Current mRNA cancer vaccines face a critical limitation: while they can expand tumor-specific T cells, these cells often lack the potent effector function needed to eliminate cancer effectively. Researchers at Tsinghua University have developed an innovative solution that could transform cancer vaccine design.

The team screened various cytokines as vaccine adjuvants and identified IL-12 as highly effective for enhancing T cell responses. However, systemic IL-12 causes severe toxicity, limiting its clinical use. To overcome this challenge, they engineered a membrane-tethered IL-12 (mtIL12) that remains anchored to the surface of antigen-presenting cells.

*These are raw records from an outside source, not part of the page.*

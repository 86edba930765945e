//! Capacity scheduler — admission control under the plant's capacity
//! ceiling, FIFO queuing of excess demand, and promotion of waiting rooms.
//!
//! Admission never blocks: a request is answered immediately with either
//! `Serving` or `Waiting`. Promotion happens only through [`rebalance`],
//! which runs after every release and after the plant starts, so the
//! promotion order is always the FIFO order of the wait queue.

use std::sync::Arc;

use serde::Serialize;
use tokio::sync::broadcast;

use chiller_domain::error::CoreError;
use chiller_domain::event::{Envelope, OperatorEvent, RoomEvent};
use chiller_domain::id::RoomId;
use chiller_domain::queue::{ServiceQueueEntry, WaitQueueEntry, wait_estimate};
use chiller_domain::room::{AcMode, FanSpeed, Room, ServiceStatus, validate_target};
use chiller_domain::time::now;

use crate::broadcaster::EventBroadcaster;
use crate::registry::{Registry, SharedRegistry};

/// What an admission request resolved to, echoed back to the caller.
#[derive(Debug, Clone, Serialize)]
pub struct AdmissionOutcome {
    pub status: ServiceStatus,
    pub mode: AcMode,
    pub target_temperature: f64,
    pub fan_speed: FanSpeed,
    pub fee_rate: f64,
    pub wait_time_estimate: f64,
}

/// A room-scope subscription: the snapshot at join time plus the live feed.
pub struct RoomSubscription {
    pub room: Room,
    pub receiver: broadcast::Receiver<Envelope<RoomEvent>>,
}

/// Application service for admission, release, and per-room settings.
pub struct CapacityScheduler {
    registry: SharedRegistry,
    broadcaster: Arc<EventBroadcaster>,
}

impl CapacityScheduler {
    /// Create a scheduler over the shared registry.
    pub fn new(registry: SharedRegistry, broadcaster: Arc<EventBroadcaster>) -> Self {
        Self {
            registry,
            broadcaster,
        }
    }

    /// Request service for a room: admit it below the capacity ceiling,
    /// queue it otherwise.
    ///
    /// Applies the plant mode, the mode-dependent default setpoint (unless
    /// `requested_target` overrides it), the mid fan speed and its fee
    /// rate. A repeated request drops the room's previous queue entry and
    /// re-admits it.
    ///
    /// # Errors
    ///
    /// Returns [`CoreError::RoomNotFound`] for unknown rooms,
    /// [`CoreError::PlantOffline`] while the plant is stopped, and
    /// [`CoreError::Validation`] for an out-of-range setpoint override —
    /// all before any state changes.
    pub async fn request_service(
        &self,
        room_id: &RoomId,
        current_temperature: Option<f64>,
        requested_target: Option<f64>,
    ) -> Result<AdmissionOutcome, CoreError> {
        if let Some(target) = requested_target {
            validate_target(target)?;
        }

        let mut registry = self.registry.lock().await;
        registry.room(room_id)?;
        if !registry.plant.is_running {
            return Err(CoreError::PlantOffline);
        }

        registry.remove_from_queues(room_id);
        registry.room_mut(room_id)?.service_status = ServiceStatus::Idle;
        registry.recompute_serving_count();

        let mode = registry.plant.mode;
        let target = requested_target.unwrap_or_else(|| mode.default_target());
        let admitted = registry.plant.has_capacity();
        let estimate = if admitted {
            0.0
        } else {
            wait_estimate(registry.wait_queue.len() + 1)
        };
        let at = now();

        let (fan_speed, fee_rate, current) = {
            let room = registry.room_mut(room_id)?;
            if let Some(value) = current_temperature {
                room.current_temperature = value;
            }
            room.activate(mode, target, at);
            room.service_status = if admitted {
                ServiceStatus::Serving
            } else {
                ServiceStatus::Waiting
            };
            room.wait_time_estimate = estimate;
            (room.fan_speed, room.fee_rate, room.current_temperature)
        };

        let status = if admitted {
            registry.service_queue.push_back(ServiceQueueEntry {
                room_id: room_id.clone(),
                fan_speed,
                current_temperature: current,
                target_temperature: target,
                started_at: at,
            });
            ServiceStatus::Serving
        } else {
            registry.wait_queue.push_back(WaitQueueEntry {
                room_id: room_id.clone(),
                fan_speed,
                wait_time_estimate: estimate,
                requested_at: at,
            });
            ServiceStatus::Waiting
        };
        registry.recompute_serving_count();

        if admitted {
            self.broadcaster.publish_room(
                room_id,
                RoomEvent::ServiceStarted {
                    room_id: room_id.clone(),
                },
            );
        }
        self.broadcaster
            .publish_operator(OperatorEvent::RoomPowerChanged {
                room_id: room_id.clone(),
                power_on: true,
                service_status: status,
            });
        publish_queue_snapshot(&registry, &self.broadcaster);

        tracing::info!(
            room = %room_id,
            %status,
            serving = registry.plant.current_serving_count,
            "service requested"
        );

        Ok(AdmissionOutcome {
            status,
            mode,
            target_temperature: target,
            fan_speed,
            fee_rate,
            wait_time_estimate: estimate,
        })
    }

    /// Stop service for a room and rebalance freed capacity.
    ///
    /// Idempotent: stopping an idle room powers it off again and changes
    /// nothing else. A room that had been serving gets its session folded
    /// into the cumulative statistics.
    ///
    /// # Errors
    ///
    /// Returns [`CoreError::RoomNotFound`] for unknown rooms.
    pub async fn stop_service(&self, room_id: &RoomId) -> Result<(), CoreError> {
        let mut registry = self.registry.lock().await;
        let at = now();

        {
            let room = registry.room_mut(room_id)?;
            if room.service_status == ServiceStatus::Serving {
                room.finalize_session(at);
            } else {
                room.service_start_time = None;
            }
            room.deactivate();
        }

        registry.remove_from_queues(room_id);
        registry.recompute_serving_count();
        let promoted = rebalance(&mut registry, &self.broadcaster);

        self.broadcaster.publish_room(
            room_id,
            RoomEvent::ServiceStopped {
                room_id: room_id.clone(),
            },
        );
        self.broadcaster
            .publish_operator(OperatorEvent::RoomPowerChanged {
                room_id: room_id.clone(),
                power_on: false,
                service_status: ServiceStatus::Idle,
            });
        publish_queue_snapshot(&registry, &self.broadcaster);

        tracing::info!(room = %room_id, promoted, "service stopped");
        Ok(())
    }

    /// Change a room's fan speed, keeping the fee rate in sync.
    ///
    /// Never moves the room between `Serving` and `Waiting`: a capacity
    /// slot is consumed per room regardless of fan speed.
    ///
    /// # Errors
    ///
    /// Returns [`CoreError::RoomNotFound`] for unknown rooms.
    pub async fn set_fan_speed(&self, room_id: &RoomId, speed: FanSpeed) -> Result<(), CoreError> {
        let mut registry = self.registry.lock().await;
        registry.room_mut(room_id)?.set_fan_speed(speed);
        for entry in &mut registry.service_queue {
            if entry.room_id == *room_id {
                entry.fan_speed = speed;
            }
        }
        for entry in &mut registry.wait_queue {
            if entry.room_id == *room_id {
                entry.fan_speed = speed;
            }
        }
        tracing::debug!(room = %room_id, %speed, "fan speed changed");
        Ok(())
    }

    /// Change a room's setpoint.
    ///
    /// # Errors
    ///
    /// Returns [`CoreError::Validation`] for an out-of-range setpoint (before
    /// any mutation) and [`CoreError::RoomNotFound`] for unknown rooms.
    pub async fn set_target_temperature(
        &self,
        room_id: &RoomId,
        target: f64,
    ) -> Result<(), CoreError> {
        validate_target(target)?;
        let mut registry = self.registry.lock().await;
        registry.room_mut(room_id)?.target_temperature = target;
        for entry in &mut registry.service_queue {
            if entry.room_id == *room_id {
                entry.target_temperature = target;
            }
        }
        tracing::debug!(room = %room_id, target, "setpoint changed");
        Ok(())
    }

    /// Reset a room's accrued fee to zero.
    ///
    /// Called by the checkout collaborator once the fee has been settled;
    /// nothing inside the core ever resets a fee.
    ///
    /// # Errors
    ///
    /// Returns [`CoreError::RoomNotFound`] for unknown rooms.
    pub async fn reset_fee(&self, room_id: &RoomId) -> Result<(), CoreError> {
        let mut registry = self.registry.lock().await;
        registry.room_mut(room_id)?.accrued_fee = 0.0;
        tracing::info!(room = %room_id, "fee reset");
        Ok(())
    }

    /// Full state snapshot of one room.
    ///
    /// # Errors
    ///
    /// Returns [`CoreError::RoomNotFound`] for unknown rooms.
    pub async fn room_status(&self, room_id: &RoomId) -> Result<Room, CoreError> {
        let registry = self.registry.lock().await;
        Ok(registry.room(room_id)?.clone())
    }

    /// Ordered snapshot of the service queue.
    pub async fn service_queue(&self) -> Vec<ServiceQueueEntry> {
        self.registry.lock().await.queue_snapshots().0
    }

    /// Ordered snapshot of the wait queue.
    pub async fn wait_queue(&self) -> Vec<WaitQueueEntry> {
        self.registry.lock().await.queue_snapshots().1
    }

    /// Subscribe to one room's events, with an immediate snapshot so late
    /// joiners are not left stale.
    ///
    /// # Errors
    ///
    /// Returns [`CoreError::RoomNotFound`] for unknown rooms.
    pub async fn watch_room(&self, room_id: &RoomId) -> Result<RoomSubscription, CoreError> {
        // Take the lock before subscribing: publishers publish under the
        // same lock, so no event can slip between snapshot and feed. The
        // lookup comes first — a failed watch must not leave a channel
        // behind for an id that does not exist.
        let registry = self.registry.lock().await;
        let room = registry.room(room_id)?.clone();
        let receiver = self.broadcaster.subscribe_room(room_id);
        Ok(RoomSubscription { room, receiver })
    }
}

/// Promote waiting rooms into freed capacity slots, FIFO.
///
/// Runs after every release and after the plant starts. Returns the number
/// of rooms promoted; the caller is responsible for publishing the final
/// queue snapshot once its own mutations are complete.
pub(crate) fn rebalance(registry: &mut Registry, broadcaster: &EventBroadcaster) -> usize {
    let mut promoted = 0;
    while registry.plant.is_running
        && registry.plant.has_capacity()
        && let Some(entry) = registry.wait_queue.pop_front()
    {
        let at = now();
        let Ok(room) = registry.room_mut(&entry.room_id) else {
            // Entry for a room that has since been unregistered; drop it.
            continue;
        };
        room.service_status = ServiceStatus::Serving;
        room.wait_time_estimate = 0.0;
        let service_entry = ServiceQueueEntry {
            room_id: entry.room_id.clone(),
            fan_speed: room.fan_speed,
            current_temperature: room.current_temperature,
            target_temperature: room.target_temperature,
            started_at: at,
        };
        registry.service_queue.push_back(service_entry);
        registry.recompute_serving_count();

        broadcaster.publish_room(
            &entry.room_id,
            RoomEvent::ServiceStarted {
                room_id: entry.room_id.clone(),
            },
        );
        tracing::info!(room = %entry.room_id, "promoted from wait queue");
        promoted += 1;
    }
    if promoted > 0 {
        registry.refresh_wait_estimates();
    }
    promoted
}

pub(crate) fn publish_queue_snapshot(registry: &Registry, broadcaster: &EventBroadcaster) {
    let (service_queue, wait_queue) = registry.queue_snapshots();
    broadcaster.publish_operator(OperatorEvent::QueueChanged {
        service_queue,
        wait_queue,
    });
}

This clever design restricts IL-12 activity to the immediate vicinity of antigen presentation, selectively activating tumor-specific T cells without affecting bystander immune cells. The mtIL12 adjuvant mRNA vaccine induced a unique population of pre-effector T cells that rapidly differentiate into highly responsive effector cells upon tumor encounter.

In mouse cancer models, the mtIL12 vaccine demonstrated superior anti-tumor activity compared to conventional approaches. Remarkably, it overcame resistance to immune checkpoint therapy and effectively prevented cancer metastasis. The membrane-tethering strategy eliminated the systemic toxicity associated with free IL-12 while maintaining potent immune activation.

This breakthrough represents a significant advance in cancer vaccine technology, offering a path to more effective immunotherapy with improved safety profiles. The approach could potentially be applied to other cytokine adjuvants, opening new possibilities for precision cancer treatment.